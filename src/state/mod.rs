pub mod snapshot_cache;
pub mod view;
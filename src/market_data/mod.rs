pub mod client;
pub mod poller;
pub mod types;
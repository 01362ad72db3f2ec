//! Game settings and gameplay policies
//!
//! Persisted to LocalStorage on wasm. The two policies cover behaviors the
//! earlier browser builds disagreed on, so both are configurable instead of
//! hard-coded.

use serde::{Deserialize, Serialize};

/// What happens after a missed ball when lives remain
#[derive(Debug, Clone, Copy, PartialEq, Eq, Serialize, Deserialize, Default)]
pub enum MissPolicy {
    /// Reset ball and paddle, keep playing on the next tick
    Immediate,
    /// Show "Miss!", then a 3-2-1 countdown before resuming
    #[default]
    CountdownResume,
}

impl MissPolicy {
    pub fn as_str(&self) -> &'static str {
        match self {
            MissPolicy::Immediate => "Immediate",
            MissPolicy::CountdownResume => "CountdownResume",
        }
    }
}

/// How a finished run is presented
#[derive(Debug, Clone, Copy, PartialEq, Eq, Serialize, Deserialize, Default)]
pub enum GameOverPolicy {
    /// In-canvas terminal message; the loop keeps rendering
    #[default]
    Overlay,
    /// Ask the host to reload the page after showing the message
    Reload,
}

impl GameOverPolicy {
    pub fn as_str(&self) -> &'static str {
        match self {
            GameOverPolicy::Overlay => "Overlay",
            GameOverPolicy::Reload => "Reload",
        }
    }
}

/// Game settings/preferences
#[derive(Debug, Clone, Serialize, Deserialize)]
pub struct Settings {
    pub miss_policy: MissPolicy,
    pub game_over_policy: GameOverPolicy,
    /// Show the on-screen left/right buttons in the lower strip
    pub touch_controls: bool,
    /// Show FPS counter in the HUD strip
    pub show_fps: bool,
}

impl Default for Settings {
    fn default() -> Self {
        Self {
            miss_policy: MissPolicy::default(),
            game_over_policy: GameOverPolicy::default(),
            touch_controls: true,
            show_fps: false,
        }
    }
}

impl Settings {
    /// LocalStorage key
    const STORAGE_KEY: &'static str = "brick_rush_settings";

    /// Load settings from LocalStorage (WASM only)
    #[cfg(target_arch = "wasm32")]
    pub fn load() -> Self {
        let storage = web_sys::window()
            .and_then(|w| w.local_storage().ok())
            .flatten();

        if let Some(storage) = storage {
            if let Ok(Some(json)) = storage.get_item(Self::STORAGE_KEY) {
                if let Ok(settings) = serde_json::from_str(&json) {
                    log::info!("Loaded settings from LocalStorage");
                    return settings;
                }
            }
        }

        log::info!("Using default settings");
        Self::default()
    }

    /// Save settings to LocalStorage (WASM only)
    #[cfg(target_arch = "wasm32")]
    pub fn save(&self) {
        let storage = web_sys::window()
            .and_then(|w| w.local_storage().ok())
            .flatten();

        if let Some(storage) = storage {
            if let Ok(json) = serde_json::to_string(self) {
                let _ = storage.set_item(Self::STORAGE_KEY, &json);
                log::info!("Settings saved");
            }
        }
    }

    /// Native stubs
    #[cfg(not(target_arch = "wasm32"))]
    pub fn load() -> Self {
        Self::default()
    }

    #[cfg(not(target_arch = "wasm32"))]
    pub fn save(&self) {
        // No-op for native
    }
}
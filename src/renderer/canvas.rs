//! Canvas 2D renderer
//!
//! Paints the frame in the same order as the game's draw loop always has:
//! background split (play area + control strip), bricks, ball, paddle, HUD
//! text, then any overlay message.

use wasm_bindgen::{JsCast, JsValue};
use web_sys::{CanvasRenderingContext2d, HtmlCanvasElement};

use crate::consts::*;
use crate::sim::{GamePhase, GameState, Message};

/// Entity and background colors
const ENTITY_COLOR: &str = "#0095DD";
const PLAY_BG: &str = "#ffffff";
const STRIP_BG: &str = "#dddddd";
const OVERLAY_BG: &str = "rgba(0, 0, 0, 0.45)";
const OVERLAY_TEXT: &str = "#ffffff";

/// Extra HUD values supplied by the host
#[derive(Debug, Clone, Copy, Default)]
pub struct HudInfo {
    /// FPS counter, shown when enabled in settings
    pub fps: Option<u32>,
    /// Best score from the leaderboard
    pub best: Option<u64>,
}

/// Owns the 2D drawing context for the game canvas
pub struct CanvasRenderer {
    ctx: CanvasRenderingContext2d,
    width: f32,
    height: f32,
}

impl CanvasRenderer {
    /// Acquire the 2D context. A missing context is a fatal startup
    /// precondition, surfaced as an error here.
    pub fn new(canvas: &HtmlCanvasElement) -> Result<Self, JsValue> {
        let ctx = canvas
            .get_context("2d")?
            .ok_or_else(|| JsValue::from_str("canvas has no 2d context"))?
            .dyn_into::<CanvasRenderingContext2d>()?;

        Ok(Self {
            ctx,
            width: canvas.width() as f32,
            height: canvas.height() as f32,
        })
    }

    pub fn resize(&mut self, width: f32, height: f32) {
        self.width = width;
        self.height = height;
    }

    /// Paint one full frame from the current state
    pub fn render(&self, state: &GameState, hud: &HudInfo) {
        self.draw_background();
        self.draw_bricks(state);
        self.draw_ball(state);
        self.draw_paddle(state);
        self.draw_hud(state, hud);
        self.draw_overlay(state);
    }

    fn draw_background(&self) {
        let ctx = &self.ctx;
        ctx.set_fill_style_str(PLAY_BG);
        ctx.fill_rect(0.0, 0.0, self.width as f64, PLAY_HEIGHT as f64);
        ctx.set_fill_style_str(STRIP_BG);
        ctx.fill_rect(
            0.0,
            PLAY_HEIGHT as f64,
            self.width as f64,
            (self.height - PLAY_HEIGHT) as f64,
        );
    }

    fn draw_bricks(&self, state: &GameState) {
        let ctx = &self.ctx;
        ctx.set_fill_style_str(ENTITY_COLOR);
        for (_, _, brick) in state.bricks.iter() {
            if brick.alive {
                ctx.fill_rect(
                    brick.x as f64,
                    brick.y as f64,
                    BRICK_WIDTH as f64,
                    BRICK_HEIGHT as f64,
                );
            }
        }
    }

    fn draw_ball(&self, state: &GameState) {
        let ctx = &self.ctx;
        ctx.set_fill_style_str(ENTITY_COLOR);
        ctx.begin_path();
        let _ = ctx.arc(
            state.ball.pos.x as f64,
            state.ball.pos.y as f64,
            state.ball.radius as f64,
            0.0,
            std::f64::consts::TAU,
        );
        ctx.fill();
        ctx.close_path();
    }

    fn draw_paddle(&self, state: &GameState) {
        let ctx = &self.ctx;
        ctx.set_fill_style_str(ENTITY_COLOR);
        ctx.fill_rect(
            state.paddle.x as f64,
            (PLAY_HEIGHT - PADDLE_HEIGHT) as f64,
            state.paddle.width as f64,
            PADDLE_HEIGHT as f64,
        );
    }

    fn draw_hud(&self, state: &GameState, hud: &HudInfo) {
        let ctx = &self.ctx;
        ctx.set_fill_style_str(ENTITY_COLOR);
        ctx.set_font("20px Arial");

        ctx.set_text_align("left");
        let _ = ctx.fill_text(&format!("Score: {}", state.score), 10.0, 30.0);

        ctx.set_text_align("center");
        let _ = ctx.fill_text(
            &format!("Stage: {}", state.stage),
            self.width as f64 / 2.0,
            30.0,
        );

        ctx.set_text_align("right");
        let _ = ctx.fill_text(
            &format!("Lives: {}", state.lives),
            (self.width - 10.0) as f64,
            30.0,
        );

        // Secondary line in the control strip
        ctx.set_font("16px Arial");
        ctx.set_text_align("left");
        if let Some(best) = hud.best {
            let _ = ctx.fill_text(
                &format!("Best: {}", best),
                10.0,
                (PLAY_HEIGHT + 28.0) as f64,
            );
        }
        ctx.set_text_align("right");
        if let Some(fps) = hud.fps {
            let _ = ctx.fill_text(
                &format!("{} fps", fps),
                (self.width - 10.0) as f64,
                (PLAY_HEIGHT + 28.0) as f64,
            );
        }
    }

    fn overlay_text(state: &GameState) -> Option<String> {
        if state.phase == GamePhase::Paused {
            return Some("Paused".to_string());
        }
        match state.message? {
            Message::Countdown(n) => Some(n.to_string()),
            Message::Miss => Some("Miss!".to_string()),
            Message::StageClear => Some("Stage Clear!".to_string()),
            Message::GameOver => Some("Game Over".to_string()),
        }
    }

    fn draw_overlay(&self, state: &GameState) {
        let Some(text) = Self::overlay_text(state) else {
            return;
        };
        let ctx = &self.ctx;
        let cx = self.width as f64 / 2.0;
        let cy = PLAY_HEIGHT as f64 / 2.0;

        ctx.set_fill_style_str(OVERLAY_BG);
        ctx.fill_rect(0.0, 0.0, self.width as f64, PLAY_HEIGHT as f64);

        ctx.set_fill_style_str(OVERLAY_TEXT);
        ctx.set_text_align("center");
        ctx.set_font("bold 64px Arial");
        let _ = ctx.fill_text(&text, cx, cy);

        if state.phase == GamePhase::GameOver {
            ctx.set_font("24px Arial");
            let _ = ctx.fill_text(&format!("Final score: {}", state.score), cx, cy + 48.0);
        }
    }
}
//! Canvas 2D rendering module
//!
//! Draw-only: reads `GameState` each frame and owns no gameplay logic.

pub mod canvas;

pub use canvas::{CanvasRenderer, HudInfo};
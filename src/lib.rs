//! Brick Rush - a canvas brick-breaker
//!
//! Core modules:
//! - `sim`: Deterministic simulation (physics, collisions, game state)
//! - `renderer`: Canvas 2D rendering (wasm only)
//! - `settings`: Player preferences and gameplay policies
//! - `highscores`: Local leaderboard

pub mod highscores;
#[cfg(target_arch = "wasm32")]
pub mod renderer;
pub mod settings;
pub mod sim;

pub use highscores::HighScores;
pub use settings::{GameOverPolicy, MissPolicy, Settings};

/// Game configuration constants
pub mod consts {
    /// Fixed simulation timestep (120 Hz for smooth physics)
    pub const SIM_DT: f32 = 1.0 / 120.0;
    /// Maximum substeps per frame to prevent spiral of death
    pub const MAX_SUBSTEPS: u32 = 8;

    /// Canvas width is the viewport width capped at this value
    pub const MAX_CANVAS_WIDTH: f32 = 960.0;
    /// Height of the play area (ball/paddle/brick space)
    pub const PLAY_HEIGHT: f32 = 640.0;
    /// Full canvas height; the strip below the play area hosts on-screen controls
    pub const TOTAL_HEIGHT: f32 = 840.0;

    /// Ball defaults
    pub const BALL_RADIUS: f32 = 10.0;
    pub const BALL_SPEED: f32 = 170.0;

    /// Paddle defaults
    pub const PADDLE_WIDTH: f32 = 75.0;
    pub const PADDLE_HEIGHT: f32 = 10.0;
    pub const PADDLE_SPEED: f32 = 300.0;
    /// Maximum rebound angle from vertical for an edge-of-paddle hit
    pub const MAX_BOUNCE_ANGLE: f32 = std::f32::consts::FRAC_PI_3;

    /// Brick grid layout
    pub const BRICK_COLUMNS: usize = 10;
    pub const BASE_BRICK_ROWS: usize = 5;
    pub const BRICK_WIDTH: f32 = 80.0;
    pub const BRICK_HEIGHT: f32 = 25.0;
    pub const BRICK_PADDING: f32 = 10.0;
    pub const BRICK_OFFSET_TOP: f32 = 40.0;
    pub const BRICK_OFFSET_LEFT: f32 = 35.0;

    /// Score awarded per destroyed brick
    pub const SCORE_PER_BRICK: u64 = 10;
    pub const STARTING_LIVES: u8 = 3;

    /// Serve countdown starts at this number and steps once per second
    pub const COUNTDOWN_START: u32 = 3;
    pub const COUNTDOWN_STEP_TICKS: u64 = 120;
    /// How long "Miss!" / "Stage Clear!" holds before the countdown begins
    pub const MESSAGE_HOLD_TICKS: u64 = 90;
}
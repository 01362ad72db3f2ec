//! Deterministic simulation module
//!
//! All gameplay logic lives here. This module must be pure and deterministic:
//! - Fixed timestep only
//! - Stable iteration order (row-major over the brick grid)
//! - No rendering or platform dependencies

pub mod collision;
pub mod state;
pub mod tick;
pub mod timer;

pub use collision::{ball_hits_brick, paddle_bounce, paddle_catches, reflect_walls};
pub use state::{
    Ball, Brick, BrickGrid, GameEvent, GamePhase, GameState, Message, Paddle,
};
pub use tick::{TickInput, tick};
pub use timer::{Scheduler, TimerEvent};
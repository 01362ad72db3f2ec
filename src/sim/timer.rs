//! One-shot gameplay timers
//!
//! Earlier browser builds of this game drove delayed transitions (countdown
//! steps, the post-miss pause) with bare setTimeout callbacks that flipped
//! boolean flags. A callback could fire after the state it captured had been
//! reset, resurrecting a stale transition. Here every armed timer records the
//! state epoch at arm time; entries whose epoch no longer matches the current
//! one are dropped when drained, never fired.

/// Events a timer can deliver back into the tick loop
#[derive(Debug, Clone, Copy, PartialEq, Eq)]
pub enum TimerEvent {
    /// Advance the serve countdown by one step
    CountdownStep,
    /// End a message hold (Miss! / Stage Clear!) and start the countdown
    Resume,
}

#[derive(Debug, Clone)]
struct PendingTimer {
    fire_at_tick: u64,
    epoch: u32,
    event: TimerEvent,
    /// Insertion order, tie-breaker for timers due on the same tick
    seq: u64,
}

/// Owns all pending one-shot timers for a game state
#[derive(Debug, Clone, Default)]
pub struct Scheduler {
    pending: Vec<PendingTimer>,
    next_seq: u64,
}

impl Scheduler {
    pub fn new() -> Self {
        Self::default()
    }

    /// Arm a one-shot timer bound to the given epoch
    pub fn arm(&mut self, fire_at_tick: u64, epoch: u32, event: TimerEvent) {
        let seq = self.next_seq;
        self.next_seq += 1;
        self.pending.push(PendingTimer {
            fire_at_tick,
            epoch,
            event,
            seq,
        });
    }

    /// Remove every timer, due or not
    pub fn clear(&mut self) {
        self.pending.clear();
    }

    pub fn pending_count(&self) -> usize {
        self.pending.len()
    }

    /// Pop all timers due at `now_tick`, dropping stale-epoch entries.
    ///
    /// Returns events ordered by due tick, then by arm order. Must be called
    /// every tick; a timer whose due tick was skipped still fires on the next
    /// drain.
    pub fn drain_due(&mut self, now_tick: u64, epoch: u32) -> Vec<TimerEvent> {
        // Stale entries are discarded whether or not they are due
        self.pending.retain(|t| t.epoch == epoch);

        let mut due: Vec<PendingTimer> = Vec::new();
        self.pending.retain(|t| {
            if t.fire_at_tick <= now_tick {
                due.push(t.clone());
                false
            } else {
                true
            }
        });

        due.sort_by_key(|t| (t.fire_at_tick, t.seq));
        due.into_iter().map(|t| t.event).collect()
    }
}
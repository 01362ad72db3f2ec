//! Brick Rush entry point
//!
//! Handles platform-specific initialization and runs the game loop.

#[cfg(target_arch = "wasm32")]
use wasm_bindgen::prelude::*;

#[cfg(target_arch = "wasm32")]
mod wasm_game {
    use std::cell::RefCell;
    use std::rc::Rc;
    use wasm_bindgen::prelude::*;
    use web_sys::{HtmlCanvasElement, KeyboardEvent, TouchEvent};

    use brick_rush::consts::*;
    use brick_rush::renderer::{CanvasRenderer, HudInfo};
    use brick_rush::sim::{GameEvent, GameState, TickInput, tick};
    use brick_rush::{HighScores, Settings};

    /// Game instance holding all state
    struct Game {
        state: GameState,
        renderer: CanvasRenderer,
        settings: Settings,
        highscores: HighScores,
        input: TickInput,
        accumulator: f32,
        last_time: f64,
        // FPS tracking
        frame_times: [f64; 60],
        frame_index: usize,
        fps: u32,
    }

    impl Game {
        fn new(width: f32, renderer: CanvasRenderer, settings: Settings) -> Self {
            let mut state = GameState::new(width);
            state.miss_policy = settings.miss_policy;
            state.game_over_policy = settings.game_over_policy;
            Self {
                state,
                renderer,
                settings,
                highscores: HighScores::load(),
                input: TickInput::default(),
                accumulator: 0.0,
                last_time: 0.0,
                frame_times: [0.0; 60],
                frame_index: 0,
                fps: 0,
            }
        }

        /// Run simulation ticks
        fn update(&mut self, dt: f32, time: f64) {
            let dt = dt.min(0.1);
            self.accumulator += dt;

            let mut substeps = 0;
            while self.accumulator >= SIM_DT && substeps < MAX_SUBSTEPS {
                let input = self.input.clone();
                tick(&mut self.state, &input, SIM_DT);
                self.accumulator -= SIM_DT;
                substeps += 1;

                // Clear one-shot inputs after processing
                self.input.pause = false;
                self.input.drag_x = None;
            }

            self.handle_events();

            // Track frame times for FPS
            self.frame_times[self.frame_index] = time;
            self.frame_index = (self.frame_index + 1) % 60;

            let oldest_time = self.frame_times[self.frame_index];
            if oldest_time > 0.0 {
                let elapsed = time - oldest_time;
                if elapsed > 0.0 {
                    self.fps = (60000.0 / elapsed).round() as u32;
                }
            }
        }

        /// React to events the simulation emitted this frame
        fn handle_events(&mut self) {
            for event in self.state.drain_events() {
                match event {
                    GameEvent::BrickDestroyed { column, row } => {
                        log::debug!("Brick destroyed at ({column}, {row})");
                    }
                    GameEvent::LifeLost { remaining } => {
                        log::info!("Life lost, {remaining} remaining");
                    }
                    GameEvent::StageCleared { stage } => {
                        log::info!("Stage {stage} cleared");
                    }
                    GameEvent::GameOver { score, stage } => {
                        let timestamp = js_sys::Date::now();
                        if let Some(rank) = self.highscores.add_score(score, stage, timestamp) {
                            log::info!("Game over: score {score} ranked #{rank}");
                            self.highscores.save();
                        } else {
                            log::info!("Game over: score {score}");
                        }
                    }
                    GameEvent::ReloadRequested => {
                        if let Some(window) = web_sys::window() {
                            let _ = window.location().reload();
                        }
                    }
                }
            }
        }

        /// Render the current frame
        fn render(&self) {
            let hud = HudInfo {
                fps: if self.settings.show_fps {
                    Some(self.fps)
                } else {
                    None
                },
                best: self.highscores.top_score(),
            };
            self.renderer.render(&self.state, &hud);
        }

        /// Apply a viewport resize to canvas, renderer, and state
        fn resize(&mut self, canvas: &HtmlCanvasElement, viewport_width: f32) {
            let width = viewport_width.min(MAX_CANVAS_WIDTH);
            canvas.set_width(width as u32);
            canvas.set_height(TOTAL_HEIGHT as u32);
            self.renderer.resize(width, TOTAL_HEIGHT);
            self.state.resize(width);
        }
    }

    fn viewport_width(window: &web_sys::Window) -> f32 {
        window
            .inner_width()
            .ok()
            .and_then(|v| v.as_f64())
            .map(|w| w as f32)
            .unwrap_or(MAX_CANVAS_WIDTH)
    }

    pub fn run() {
        console_error_panic_hook::set_once();
        console_log::init_with_level(log::Level::Info).expect("Failed to init logger");

        log::info!("Brick Rush starting...");

        // Missing window/document/canvas/context are fatal startup
        // preconditions, not silently skipped frames.
        let window = web_sys::window().expect("no window");
        let document = window.document().expect("no document");

        let canvas: HtmlCanvasElement = document
            .get_element_by_id("gameCanvas")
            .expect("no canvas")
            .dyn_into()
            .expect("not a canvas");

        let width = viewport_width(&window).min(MAX_CANVAS_WIDTH);
        canvas.set_width(width as u32);
        canvas.set_height(TOTAL_HEIGHT as u32);

        let renderer = CanvasRenderer::new(&canvas).expect("no 2d context");
        let settings = Settings::load();
        let touch_controls = settings.touch_controls;

        let game = Rc::new(RefCell::new(Game::new(width, renderer, settings)));
        log::info!("Game initialized at {width}px wide");

        setup_keyboard(game.clone());
        setup_touch_drag(&canvas, game.clone());
        if touch_controls {
            setup_touch_buttons(game.clone());
        }
        setup_resize(&canvas, game.clone());

        request_animation_frame(game);

        log::info!("Brick Rush running!");
    }

    fn setup_keyboard(game: Rc<RefCell<Game>>) {
        let window = web_sys::window().expect("no window");

        {
            let game = game.clone();
            let closure = Closure::<dyn FnMut(_)>::new(move |event: KeyboardEvent| {
                let mut g = game.borrow_mut();
                match event.key().as_str() {
                    "Right" | "ArrowRight" => g.input.right = true,
                    "Left" | "ArrowLeft" => g.input.left = true,
                    "Escape" => g.input.pause = true,
                    _ => {}
                }
            });
            let _ = window
                .add_event_listener_with_callback("keydown", closure.as_ref().unchecked_ref());
            closure.forget();
        }

        {
            let closure = Closure::<dyn FnMut(_)>::new(move |event: KeyboardEvent| {
                let mut g = game.borrow_mut();
                match event.key().as_str() {
                    "Right" | "ArrowRight" => g.input.right = false,
                    "Left" | "ArrowLeft" => g.input.left = false,
                    _ => {}
                }
            });
            let _ =
                window.add_event_listener_with_callback("keyup", closure.as_ref().unchecked_ref());
            closure.forget();
        }
    }

    fn setup_touch_drag(canvas: &HtmlCanvasElement, game: Rc<RefCell<Game>>) {
        let canvas_clone = canvas.clone();
        let closure = Closure::<dyn FnMut(_)>::new(move |event: TouchEvent| {
            event.prevent_default();
            if let Some(touch) = event.touches().get(0) {
                let rect = canvas_clone.get_bounding_client_rect();
                let x = touch.client_x() as f32 - rect.left() as f32;
                game.borrow_mut().input.drag_x = Some(x);
            }
        });
        let _ =
            canvas.add_event_listener_with_callback("touchmove", closure.as_ref().unchecked_ref());
        closure.forget();
    }

    /// On-screen left/right buttons in the strip below the play area
    fn setup_touch_buttons(game: Rc<RefCell<Game>>) {
        let document = web_sys::window()
            .expect("no window")
            .document()
            .expect("no document");
        let body = document.body().expect("no body");

        let make_button = |label: &str, side: &str| -> web_sys::HtmlElement {
            let btn: web_sys::HtmlElement = document
                .create_element("button")
                .expect("create button")
                .dyn_into()
                .expect("not an element");
            btn.set_text_content(Some(label));
            let style = btn.style();
            let _ = style.set_property("position", "absolute");
            let _ = style.set_property("bottom", "50px");
            let _ = style.set_property(side, "50px");
            let _ = style.set_property("width", "100px");
            let _ = style.set_property("height", "100px");
            let _ = style.set_property("font-size", "40px");
            let _ = style.set_property("z-index", "10");
            body.append_child(&btn).expect("append button");
            btn
        };

        let left_btn = make_button("\u{25C0}", "left");
        let right_btn = make_button("\u{25B6}", "right");

        let press = |btn: &web_sys::HtmlElement,
                     event: &str,
                     game: Rc<RefCell<Game>>,
                     set: fn(&mut TickInput, bool),
                     value: bool| {
            let closure = Closure::<dyn FnMut(_)>::new(move |_event: TouchEvent| {
                set(&mut game.borrow_mut().input, value);
            });
            let _ = btn.add_event_listener_with_callback(event, closure.as_ref().unchecked_ref());
            closure.forget();
        };

        fn set_left(input: &mut TickInput, value: bool) {
            input.left = value;
        }
        fn set_right(input: &mut TickInput, value: bool) {
            input.right = value;
        }

        press(&left_btn, "touchstart", game.clone(), set_left, true);
        press(&left_btn, "touchend", game.clone(), set_left, false);
        press(&right_btn, "touchstart", game.clone(), set_right, true);
        press(&right_btn, "touchend", game, set_right, false);
    }

    fn setup_resize(canvas: &HtmlCanvasElement, game: Rc<RefCell<Game>>) {
        let window = web_sys::window().expect("no window");
        let canvas = canvas.clone();
        let closure = Closure::<dyn FnMut(_)>::new(move |_event: web_sys::Event| {
            let window = web_sys::window().expect("no window");
            let width = viewport_width(&window);
            game.borrow_mut().resize(&canvas, width);
            log::info!("Resized canvas to {width}px");
        });
        let _ = window.add_event_listener_with_callback("resize", closure.as_ref().unchecked_ref());
        closure.forget();
    }

    fn request_animation_frame(game: Rc<RefCell<Game>>) {
        let window = web_sys::window().expect("no window");
        let closure = Closure::once(move |time: f64| {
            game_loop(game, time);
        });
        let _ = window.request_animation_frame(closure.as_ref().unchecked_ref());
        closure.forget();
    }

    fn game_loop(game: Rc<RefCell<Game>>, time: f64) {
        {
            let mut g = game.borrow_mut();

            let dt = if g.last_time > 0.0 {
                ((time - g.last_time) / 1000.0) as f32
            } else {
                SIM_DT
            };
            g.last_time = time;

            g.update(dt, time);
            g.render();
        }

        request_animation_frame(game);
    }
}

#[cfg(target_arch = "wasm32")]
#[wasm_bindgen(start)]
pub fn wasm_main() {
    wasm_game::run();
}

#[cfg(target_arch = "wasm32")]
fn main() {
    // WASM entry point is wasm_main, this is just to satisfy the compiler
}

#[cfg(not(target_arch = "wasm32"))]
fn main() {
    env_logger::init();
    log::info!("Brick Rush (native) starting...");
    log::info!("Native mode is headless - run with `trunk serve` for the web version");

    smoke_sim();
}

/// Headless simulation smoke run: a perfect paddle plays 30 seconds
#[cfg(not(target_arch = "wasm32"))]
fn smoke_sim() {
    use brick_rush::consts::*;
    use brick_rush::sim::{GamePhase, GameState, TickInput, tick};

    let mut state = GameState::new(960.0);
    let mut input = TickInput::default();

    for _ in 0..(30.0 / SIM_DT) as u64 {
        input.drag_x = Some(state.ball.pos.x);
        tick(&mut state, &input, SIM_DT);
        for event in state.drain_events() {
            log::debug!("{event:?}");
        }
    }

    assert_ne!(state.phase, GamePhase::GameOver, "perfect paddle never misses");
    assert!(state.lives == STARTING_LIVES);
    log::info!(
        "Smoke run: score {} on stage {} after {} ticks",
        state.score,
        state.stage,
        state.time_ticks
    );
    println!("✓ Simulation smoke run passed!");
}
******************************
▸ EXERCISE AIM: Beginning at the top of the entries above, output each line exactly, and end with the line in which "pub enum MissPolicy" appears.

▸ COMPLETED TASK:
filename src/state/mod.rs
pub mod snapshot_cache;
pub mod view;
filename src/market_data/mod.rs
pub mod client;
pub mod poller;
pub mod types;
repository 01362ad72db3f2ec
//! Game settings and gameplay policies
//!
//! Persisted to LocalStorage on wasm. The two policies cover behaviors the
//! earlier browser builds disagreed on, so both are configurable instead of
//! hard-coded.

use serde::{Deserialize, Serialize};

/// What happens after a missed ball when lives remain
#[derive(Debug, Clone, Copy, PartialEq, Eq, Serialize, Deserialize, Default)]
pub enum MissPolicy {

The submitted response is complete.